# The Actors Orphanage / Silverlands - January 2015 - Pic Heavy.



## mockingbird (Jan 20, 2015)

*Mockingbirds Moodiness Strikes!*

So I have been sat on this nest egg since October, I know I know im so far behind... but hey what does it matter, with all the locations I had done throughout the year, an trips everywhere else I decided to ease off the forums and focus on other bits and bobs I had been working on, have to say all going well anyway nest egg where was I?

Oh yeah... so heard it was "open day" and every man and his dog had arrived inside on this day, counted 20 odd people including one "pro" photographer and his raunchy model, anyway I had met up with another explorer who does not post much on here anymore, and they decided they would be tour guide! despite it being rather simple to get in and out on that day. 
So upon entering which could of been made easier if we had known it was "open day" or "seccas day off" we was inside and being shown around. 
Splendid dodging the "strangers" who all came with cameras and us having to navigate around them, anyway the jigsaw man himself had messaged me and a guy I was with, so we told him where we was, next thing we know jigsaws messaging us "Someones called the police". 3 hours odd inside undisturbed by secca or police just more randomers strolling in we had seen enough. 
Upon our way out we was meeting more people coming in unsure what happened to them, probably had longer than we did.
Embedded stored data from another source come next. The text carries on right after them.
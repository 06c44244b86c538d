//! Bulk item operations: CSV export, CSV import and batch delete.
//!
//! # Responsibility
//! - Reuse the list predicates to select export rows.
//! - Apply import rows one by one, collecting per-row errors.
//!
//! # Invariants
//! - Export is UTF-8 with a BOM and a fixed header.
//! - A rejected import row never affects the rows around it.
//! - Batch delete reports distinct non-blank ids, whether or not they existed.

use crate::model::item::{Item, ItemId, ItemPayload, ItemStatus};
use crate::model::text::{eq_ignore_case, fold_case};
use crate::query::{normalize_needle, ItemFilter, Listable};
use crate::repo::collection::Upserted;
use crate::repo::error::StoreError;
use crate::repo::item_repo::ItemRepository;
use crate::service::csv::{self, CsvError, BOM_CHAR, UTF8_BOM};
use crate::service::item_service::ItemService;
use log::{info, warn};
use serde::Serialize;
use std::collections::BTreeSet;
use std::error::Error;
use std::fmt::{Display, Formatter};

/// Column titles of the export format, in order.
pub const EXPORT_HEADER: [&str; 6] = ["ID", "Code", "Product name", "Status", "Category", "UoM"];

const CODE_COLUMN: &str = "Code";
const NAME_COLUMN: &str = "Product name";
const STATUS_COLUMN: &str = "Status";
const CATEGORY_COLUMN: &str = "Category";
const UOM_COLUMN: &str = "UoM";

/// Row selection for exports.
#[derive(Debug, Clone, Default, PartialEq, Eq)]
pub struct ExportFilter {
    /// Same free-text search as item lists.
    pub q: Option<String>,
    pub filter: ItemFilter,
    /// Identity allow-list; empty means every item.
    pub ids: Vec<ItemId>,
}

/// How import rows treat codes that already exist.
#[derive(Debug, Clone, Copy, Default, PartialEq, Eq)]
pub enum ImportMode {
    /// Create unknown codes and overwrite existing ones.
    #[default]
    Upsert,
    /// Create unknown codes; existing codes are row errors.
    CreateOnly,
}

impl ImportMode {
    /// Parses a mode name. Absent or blank selects `Upsert`.
    ///
    /// # Errors
    /// - `ImportError::UnknownMode` for any other value.
    pub fn parse(raw: Option<&str>) -> Result<Self, ImportError> {
        let value = raw.map(str::trim).unwrap_or_default();
        match value.to_ascii_lowercase().as_str() {
            "" | "upsert" => Ok(Self::Upsert),
            "create" | "create-only" | "create_only" | "createonly" => Ok(Self::CreateOnly),
            _ => Err(ImportError::UnknownMode(value.to_string())),
        }
    }
}

/// Import outcome summary.
#[derive(Debug, Clone, Default, PartialEq, Eq, Serialize)]
#[serde(rename_all = "camelCase")]
pub struct ImportResult {
    pub created: usize,
    pub updated: usize,
    pub errors: Vec<ImportRowError>,
}

/// Rejected import row. `row` is 1-based and excludes the header.
#[derive(Debug, Clone, PartialEq, Eq, Serialize)]
#[serde(rename_all = "camelCase")]
pub struct ImportRowError {
    pub row: usize,
    pub field: String,
    pub message: String,
}

/// Import payload that cannot be processed at all.
#[derive(Debug, Clone, PartialEq, Eq)]
pub enum ImportError {
    /// Payload is not UTF-8.
    InvalidUtf8,
    /// Payload has no header record.
    MissingHeader,
    /// Header lacks a required column.
    MissingColumn(&'static str),
    /// Quoting is broken.
    Malformed(CsvError),
    /// Mode name is not recognized.
    UnknownMode(String),
}

impl ImportError {
    /// Every framing error is a bad request.
    pub fn status_code(&self) -> u16 {
        400
    }
}

impl Display for ImportError {
    fn fmt(&self, f: &mut Formatter<'_>) -> std::fmt::Result {
        match self {
            Self::InvalidUtf8 => write!(f, "import payload is not valid UTF-8"),
            Self::MissingHeader => write!(f, "import payload has no header row"),
            Self::MissingColumn(column) => write!(f, "import header lacks column `{column}`"),
            Self::Malformed(err) => write!(f, "malformed import payload: {err}"),
            Self::UnknownMode(mode) => write!(f, "unknown import mode `{mode}`"),
        }
    }
}

impl Error for ImportError {
    fn source(&self) -> Option<&(dyn Error + 'static)> {
        match self {
            Self::Malformed(err) => Some(err),
            _ => None,
        }
    }
}

impl From<CsvError> for ImportError {
    fn from(value: CsvError) -> Self {
        Self::Malformed(value)
    }
}

/// Column positions resolved from the header.
struct ImportColumns {
    code: usize,
    name: usize,
    status: usize,
    category: usize,
    uom: usize,
}

impl ImportColumns {
    fn resolve(header: &[String]) -> Result<Self, ImportError> {
        let find = |title: &'static str| {
            header
                .iter()
                .position(|cell| eq_ignore_case(cell.trim_start_matches(BOM_CHAR).trim(), title))
                .ok_or(ImportError::MissingColumn(title))
        };
        Ok(Self {
            code: find(CODE_COLUMN)?,
            name: find(NAME_COLUMN)?,
            status: find(STATUS_COLUMN)?,
            category: find(CATEGORY_COLUMN)?,
            uom: find(UOM_COLUMN)?,
        })
    }

    fn payload(&self, record: &[String]) -> Result<ItemPayload, ImportRowError> {
        let cell = |index: usize| {
            record
                .get(index)
                .map(|value| value.trim())
                .filter(|value| !value.is_empty())
                .map(str::to_string)
        };
        let status = match cell(self.status) {
            None => None,
            Some(raw) => Some(ItemStatus::parse(&raw).ok_or_else(|| ImportRowError {
                row: 0,
                field: "status".to_string(),
                message: format!("unknown status `{raw}`"),
            })?),
        };
        Ok(ItemPayload {
            code: cell(self.code),
            name: cell(self.name),
            status,
            category_name: cell(self.category),
            uom_base: cell(self.uom),
            description: None,
            uoms: Vec::new(),
        })
    }
}

impl<R: ItemRepository> ItemService<R> {
    /// Renders matching items as CSV, ordered by code.
    pub fn export_csv(&self, selection: &ExportFilter) -> Vec<u8> {
        let needle = normalize_needle(selection.q.as_deref());
        let mut items: Vec<Item> = self
            .repo()
            .snapshot()
            .into_iter()
            .filter(|item| {
                needle
                    .as_deref()
                    .map_or(true, |needle| item.matches_text(needle))
            })
            .filter(|item| item.matches_filter(&selection.filter))
            .filter(|item| {
                selection.ids.is_empty() || selection.ids.iter().any(|id| id == &item.id)
            })
            .collect();
        items.sort_by(|left, right| {
            fold_case(&left.code)
                .cmp(&fold_case(&right.code))
                .then_with(|| left.id.cmp(&right.id))
        });

        let mut text = String::new();
        csv::write_record(&mut text, EXPORT_HEADER);
        for item in &items {
            csv::write_record(
                &mut text,
                [
                    item.id.as_str(),
                    item.code.as_str(),
                    item.name.as_str(),
                    item.status.constant_name(),
                    item.category_name.as_str(),
                    item.uom_base.as_str(),
                ],
            );
        }
        info!(
            "event=item_export module=service status=ok rows={}",
            items.len()
        );

        let mut out = Vec::with_capacity(UTF8_BOM.len() + text.len());
        out.extend_from_slice(UTF8_BOM);
        out.extend_from_slice(text.as_bytes());
        out
    }

    /// Applies CSV rows in the export format.
    ///
    /// The `ID` column is ignored; `Code` decides create vs update and a
    /// blank code creates an item with a generated code.
    ///
    /// # Errors
    /// - `ImportError` when the payload cannot be framed at all. Row-level
    ///   problems are reported in `ImportResult::errors` instead.
    pub fn import_csv(&self, bytes: &[u8], mode: ImportMode) -> Result<ImportResult, ImportError> {
        let text = std::str::from_utf8(bytes).map_err(|_| ImportError::InvalidUtf8)?;
        let text = text.strip_prefix(BOM_CHAR).unwrap_or(text);
        let mut records = csv::parse_records(text)?.into_iter();
        let header = records.next().ok_or(ImportError::MissingHeader)?;
        let columns = ImportColumns::resolve(&header)?;

        let mut result = ImportResult::default();
        for (index, record) in records.enumerate() {
            let row = index + 1;
            let payload = match columns.payload(&record) {
                Ok(payload) => payload,
                Err(err) => {
                    result.errors.push(ImportRowError { row, ..err });
                    continue;
                }
            };
            let outcome = match mode {
                ImportMode::Upsert => self.repo().upsert_item(&payload),
                ImportMode::CreateOnly => self.repo().create_item(&payload).map(Upserted::Created),
            };
            match outcome {
                Ok(Upserted::Created(_)) => result.created += 1,
                Ok(Upserted::Updated(_)) => result.updated += 1,
                Err(err) => result.errors.push(row_error(row, &err)),
            }
        }

        if result.errors.is_empty() {
            info!(
                "event=item_import module=service status=ok created={} updated={}",
                result.created, result.updated
            );
        } else {
            warn!(
                "event=item_import module=service status=partial created={} updated={} rejected={}",
                result.created,
                result.updated,
                result.errors.len()
            );
        }
        Ok(result)
    }

    /// Removes every listed item that exists, without version checks.
    ///
    /// Returns the number of distinct non-blank ids supplied.
    pub fn batch_delete(&self, ids: &[Option<String>]) -> usize {
        let distinct: BTreeSet<ItemId> = ids
            .iter()
            .flatten()
            .map(|id| id.trim())
            .filter(|id| !id.is_empty())
            .map(str::to_string)
            .collect();
        let targets: Vec<ItemId> = distinct.into_iter().collect();
        let removed = self.repo().remove_items(&targets);
        info!(
            "event=item_batch_delete module=service status=ok requested={} removed={}",
            targets.len(),
            removed
        );
        targets.len()
    }
}

fn row_error(row: usize, err: &StoreError) -> ImportRowError {
    let field = match err {
        StoreError::Validation(validation) => validation.field,
        _ => "code",
    };
    ImportRowError {
        row,
        field: field.to_string(),
        message: err.to_string(),
    }
}

#[cfg(test)]
mod tests {
    use super::{ImportError, ImportMode};

    #[test]
    fn import_mode_parses_known_names() {
        assert_eq!(ImportMode::parse(None), Ok(ImportMode::Upsert));
        assert_eq!(ImportMode::parse(Some(" ")), Ok(ImportMode::Upsert));
        assert_eq!(ImportMode::parse(Some("UPSERT")), Ok(ImportMode::Upsert));
        assert_eq!(
            ImportMode::parse(Some("create-only")),
            Ok(ImportMode::CreateOnly)
        );
        assert_eq!(
            ImportMode::parse(Some("merge")),
            Err(ImportError::UnknownMode("merge".to_string()))
        );
    }
}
A lot of people had banged on about this place and failed attempts, I have to say the staircase isn't all that amazing once seeing it constantly on social networks for over a month, an after seeing the place I much preferred the company I was with on the day, than the hype many have given over this place, but the curiosity of trying the place was the intriguing bit.... 

Still a beautiful building going to rot and ruin and no one caring at all, an was a rather nice change from grotty cottages and odd things, which I had been doing mainly all year.
Hope I show something different from which you have seen before, but alas this is very difficult to do with little to offer apart from empty rooms and those bloody stairs!!!

*Also secca is on the ball again in full force.*

Some history followed by some moody shots below!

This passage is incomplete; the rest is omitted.